*** Block opens ***
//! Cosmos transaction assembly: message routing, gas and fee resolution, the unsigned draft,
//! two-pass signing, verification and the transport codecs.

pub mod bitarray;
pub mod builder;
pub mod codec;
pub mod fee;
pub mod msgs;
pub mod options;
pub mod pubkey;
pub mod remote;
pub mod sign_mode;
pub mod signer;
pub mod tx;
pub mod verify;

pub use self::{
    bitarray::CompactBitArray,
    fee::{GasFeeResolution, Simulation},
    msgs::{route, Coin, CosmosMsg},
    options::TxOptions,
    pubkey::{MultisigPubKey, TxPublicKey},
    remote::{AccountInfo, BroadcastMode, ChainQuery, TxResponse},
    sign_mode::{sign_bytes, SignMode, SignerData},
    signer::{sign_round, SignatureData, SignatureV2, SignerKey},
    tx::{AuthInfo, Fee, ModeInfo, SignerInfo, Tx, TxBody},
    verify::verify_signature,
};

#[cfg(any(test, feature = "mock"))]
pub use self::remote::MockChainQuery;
*** Block closes ***
§ PROMPT
A verbatim copy of the listing above, starting from the line with "pub mod options;" and running to its last line, is the only output needed.

§ FINISHED TASK
pub mod options;
pub mod pubkey;
pub mod remote;
pub mod sign_mode;
pub mod signer;
pub mod tx;
pub mod verify;

pub use self::{
    bitarray::CompactBitArray,
    fee::{GasFeeResolution, Simulation},
    msgs::{route, Coin, CosmosMsg},
    options::TxOptions,
    pubkey::{MultisigPubKey, TxPublicKey},
    remote::{AccountInfo, BroadcastMode, ChainQuery, TxResponse},
    sign_mode::{sign_bytes, SignMode, SignerData},
    signer::{sign_round, SignatureData, SignatureV2, SignerKey},
    tx::{AuthInfo, Fee, ModeInfo, SignerInfo, Tx, TxBody},
    verify::verify_signature,
};

#[cfg(any(test, feature = "mock"))]
pub use self::remote::MockChainQuery;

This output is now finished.